The 10-year Treasury yield is back above 3% and that may spell another round of downward pressure for US stocks
- The 10-year Treasury yield has climbed back above 3%, a level of pain for US stocks during 2022.
- The S&P 500 twice this year dropped for weeks after the bond yield surpassed 3%, said Bespoke Investment Group on Tuesday.
The 10-year Treasury yield's rebound back above 3% pushes US stocks on a path of potential losses over the next few weeks, Bespoke Investment Group said Tuesday.
The 10-year yield was in focus after spiking through 3% on Monday for the first time in a month. It advanced further on Tuesday to as high as 3.075% before trimming the increase to 3.02%. Stocks on Tuesday, meanwhile, clung to thin gains after suffering their worst decline in two months in the previous session.
"It's getting to the point where you can set your clock to it. When the yield on the 10-year US Treasury hits 3%, sell stocks," Bespoke said in a note.
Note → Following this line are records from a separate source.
//! Drag-and-drop controller for one project's board.
//!
//! The controller is an explicit two-state machine. Entering `Dragging`
//! locks page scrolling through a [`ScrollLock`], and every exit from it
//! (drop, cancel, or the controller being dropped) unlocks it again.

use super::models::{BoardView, NewTask, ProjectId, Task, TaskId, TaskStatus};
use super::store::ProjectStore;
use super::transitions::Transition;
use crate::errors::BoardError;

/// Enter/exit action for the dragging state.
pub trait ScrollLock {
    fn lock(&mut self);
    fn unlock(&mut self);
}

/// Scroll lock for headless use.
#[derive(Debug, Default, Clone, Copy)]
pub struct NoopScrollLock;

impl ScrollLock for NoopScrollLock {
    fn lock(&mut self) {}
    fn unlock(&mut self) {}
}

/// A position on the board: a column and an index within it.
#[derive(Debug, Clone, PartialEq, Eq)]
pub struct BoardSlot {
    pub column: TaskStatus,
    pub index: usize,
}

impl BoardSlot {
    pub fn new(column: TaskStatus, index: usize) -> Self {
        Self { column, index }
    }

    /// Build a slot from a droppable id such as `"in-progress"`. Unknown
    /// column ids yield `None`.
    pub fn from_droppable(droppable_id: &str, index: usize) -> Option<Self> {
        let column: TaskStatus = droppable_id.parse().ok()?;
        Some(Self { column, index })
    }
}

#[derive(Debug, Clone, PartialEq, Eq)]
pub enum DragState {
    Idle,
    Dragging { task_id: TaskId, source: BoardSlot },
}

#[derive(Debug, Clone, PartialEq, Eq)]
pub enum DropOutcome {
    /// `end_drag` was called with no drag in progress.
    Ignored,
    /// Dropped outside any column.
    Cancelled,
    /// Dropped on another column; only the status changed.
    Moved(Transition),
    /// Dropped at a new position within the same column.
    Reordered { task_id: TaskId, to_index: usize },
    /// Dropped where it started.
    Unchanged,
    /// The dragged task vanished from the store mid-drag.
    TaskMissing,
}

pub struct KanbanBoard<L: ScrollLock = NoopScrollLock> {
    store: ProjectStore,
    project_id: ProjectId,
    state: DragState,
    active_column: Option<TaskStatus>,
    scroll: L,
}

impl KanbanBoard<NoopScrollLock> {
    pub fn new(store: ProjectStore, project_id: impl Into<ProjectId>) -> Self {
        Self::with_scroll_lock(store, project_id, NoopScrollLock)
    }
}

impl<L: ScrollLock> KanbanBoard<L> {
    pub fn with_scroll_lock(store: ProjectStore, project_id: impl Into<ProjectId>, scroll: L) -> Self {
        Self {
            store,
            project_id: project_id.into(),
            state: DragState::Idle,
            active_column: None,
            scroll,
        }
    }

    pub fn project_id(&self) -> &str {
        &self.project_id
    }

    pub fn state(&self) -> &DragState {
        &self.state
    }

    pub fn is_dragging(&self) -> bool {
        matches!(self.state, DragState::Dragging { .. })
    }

    pub fn active_column(&self) -> Option<&TaskStatus> {
        self.active_column.as_ref()
    }

    pub fn set_active_column(&mut self, column: Option<TaskStatus>) {
        self.active_column = column;
    }

    pub fn columns(&self) -> Result<Option<BoardView>, BoardError> {
        self.store.board(&self.project_id)
    }

    /// Add a task to this board. When a column is active the task lands
    /// there, overriding any status on `new`.
    pub fn add_task(&self, mut new: NewTask) -> Result<Option<Task>, BoardError> {
        if let Some(column) = &self.active_column {
            new.status = Some(column.clone());
        }
        self.store.add_task(&self.project_id, new)
    }

    pub fn begin_drag(&mut self, task_id: &str, source: BoardSlot) -> Result<(), BoardError> {
        if let DragState::Dragging { task_id: current, .. } = &self.state {
            return Err(BoardError::DragInProgress {
                task_id: current.clone(),
            });
        }
        tracing::debug!(project_id = %self.project_id, task_id, column = %source.column, "drag started");
        self.state = DragState::Dragging {
            task_id: task_id.to_string(),
            source,
        };
        self.scroll.lock();
        Ok(())
    }

    /// Finish the current drag. The board is back in `Idle` with scrolling
    /// unlocked whatever the outcome, including on error.
    pub fn end_drag(&mut self, destination: Option<BoardSlot>) -> Result<DropOutcome, BoardError> {
        let DragState::Dragging { task_id, source } =
            std::mem::replace(&mut self.state, DragState::Idle)
        else {
            return Ok(DropOutcome::Ignored);
        };
        self.scroll.unlock();

        let Some(destination) = destination else {
            tracing::debug!(task_id = %task_id, "drag cancelled");
            return Ok(DropOutcome::Cancelled);
        };
        if !destination.column.is_column() {
            tracing::debug!(task_id = %task_id, column = %destination.column, "drop outside board columns");
            return Ok(DropOutcome::Cancelled);
        }

        if destination.column != source.column {
            let outcome = self
                .store
                .move_task_to_status(&self.project_id, &task_id, destination.column)?
                .map_or(DropOutcome::TaskMissing, DropOutcome::Moved);
            return Ok(outcome);
        }

        if destination.index == source.index {
            return Ok(DropOutcome::Unchanged);
        }
        if self.store.task(&self.project_id, &task_id)?.is_none() {
            return Ok(DropOutcome::TaskMissing);
        }
        let moved = self
            .store
            .reorder_within_column(&self.project_id, &task_id, destination.index)?;
        Ok(if moved {
            DropOutcome::Reordered {
                task_id,
                to_index: destination.index,
            }
        } else {
            DropOutcome::Unchanged
        })
    }
}

impl<L: ScrollLock> Drop for KanbanBoard<L> {
    fn drop(&mut self) {
        if self.is_dragging() {
            self.scroll.unlock();
        }
    }
}
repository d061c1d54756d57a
pub mod board;
pub mod config;
pub mod errors;
pub mod logging;
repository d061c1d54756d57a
//! Typed error hierarchy for the task board client.
//!
//! Three top-level enums cover the three layers:
//! - `ApiError`: remote REST API failures
//! - `BoardError`: store, session and kanban failures surfaced to callers
//! - `ConfigError`: configuration file loading failures
//!
//! `TokenError` is shared by the first two: the API client reads the
//! persisted session token on every authenticated call.
//!
//! Looking up an unknown project or task id is never an error: local
//! mutations report absence through `Option`/`bool` return values.

use thiserror::Error;

use crate::board::models::TaskStatus;

/// Errors from the remote REST API client.
#[derive(Debug, Error)]
pub enum ApiError {
    #[error("Not authenticated: no session token is stored")]
    MissingToken,

    #[error("API returned {status}: {message}")]
    Status { status: u16, message: String },

    #[error("Request to {url} failed: {source}")]
    Transport {
        url: String,
        #[source]
        source: reqwest::Error,
    },

    #[error("Failed to decode response from {url}: {source}")]
    Decode {
        url: String,
        #[source]
        source: reqwest::Error,
    },

    #[error("Invalid API base URL '{0}'")]
    InvalidBaseUrl(String),

    #[error("Invalid image upload: {0}")]
    InvalidUpload(String),

    #[error("Invalid resource id '{0}'")]
    InvalidResourceId(String),

    #[error(transparent)]
    Token(#[from] TokenError),
}

impl ApiError {
    /// True when the backend rejected the session token.
    pub fn is_unauthorized(&self) -> bool {
        matches!(self, ApiError::Status { status: 401, .. })
    }
}

/// Errors surfaced by the store, session and kanban layers.
#[derive(Debug, Error)]
pub enum BoardError {
    #[error("Invalid {field}: {message}")]
    Validation { field: &'static str, message: String },

    #[error(transparent)]
    Api(#[from] ApiError),

    #[error("Task {task_id} is already being dragged")]
    DragInProgress { task_id: String },

    #[error("Store lock poisoned")]
    LockPoisoned,

    #[error(transparent)]
    Token(#[from] TokenError),
}

/// Errors from reading or writing the persisted session token.
#[derive(Debug, Error)]
pub enum TokenError {
    #[error("Failed to access session token at {path}: {source}")]
    Io {
        path: std::path::PathBuf,
        #[source]
        source: std::io::Error,
    },

    #[error("Malformed session token file at {path}: {source}")]
    Format {
        path: std::path::PathBuf,
        #[source]
        source: serde_json::Error,
    },
}

impl BoardError {
    pub(crate) fn blank(field: &'static str) -> Self {
        BoardError::Validation {
            field,
            message: format!("{} must not be empty", field),
        }
    }

    /// Reject statuses outside the four board columns. Unknown statuses are
    /// tolerated when read from the server, never when set by a caller.
    pub(crate) fn check_status(status: &TaskStatus) -> Result<(), Self> {
        if status.is_column() {
            Ok(())
        } else {
            Err(BoardError::Validation {
                field: "status",
                message: format!("'{}' is not a board column", status),
            })
        }
    }
}

/// Errors from loading `taskboard.toml`.
#[derive(Debug, Error)]
pub enum ConfigError {
    #[error("Failed to read config file at {path}: {source}")]
    Read {
        path: std::path::PathBuf,
        #[source]
        source: std::io::Error,
    },

    #[error("Failed to parse config file at {path}: {source}")]
    Parse {
        path: std::path::PathBuf,
        #[source]
        source: toml::de::Error,
    },

    #[error("Invalid value for {key}: {message}")]
    InvalidValue { key: &'static str, message: String },
}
In May, the S&P 500 fell 5% in a week and 1% over the next month after the 10-year yield hit 3% for the first time since 2018. In early June, the equity gauge dropped 9% in the next week and 7% over the next month after the yield revisited the 3% threshold for the first time in four weeks. On Monday, the S&P 500 stumbled by 2.1%.
Investors have been selling bonds, driving yields higher, ahead of the Federal Reserve's annual symposium in Jackson Hole, Wyoming, that starts Thursday. Fed Chairman Jerome Powell on Friday may signal that policymakers are prepared to keep aggressively raising interest rates to chop down high inflation. Higher interest rates eat into the value of bonds.
"You can't fault equity investors for being uneasy given the moves we have seen in the US Treasury market lately," the firm said. "Back in mid-June, the year/year change in the 10-year yield was more than 200 basis points, and it still stands at 177 bps. That magnitude of change in the span of a year is practically unheard of during the careers of most people currently on Wall Street."
Other periods when the 10-year Treasury note experienced a larger year-over-year increase in yield include 1994, 1987, 1984, and multiple periods from 1979 through late 1982.
"One key difference between the current period and those other periods ... is that the current level of yields is extremely low relative to history. While yields are still just barely above 3%, in every other period, the 10-year yield was at least 6% and many times much higher than that," said Bespoke.
Before the COVID-19 pandemic, the 10-year yield had never doubled in the span of a year. But in the year coming out of the virus shock, the yield nearly tripled. "That kind of shift in the interest rate backdrop almost makes it impossible not to have some major bumps in the road," the firm wrote.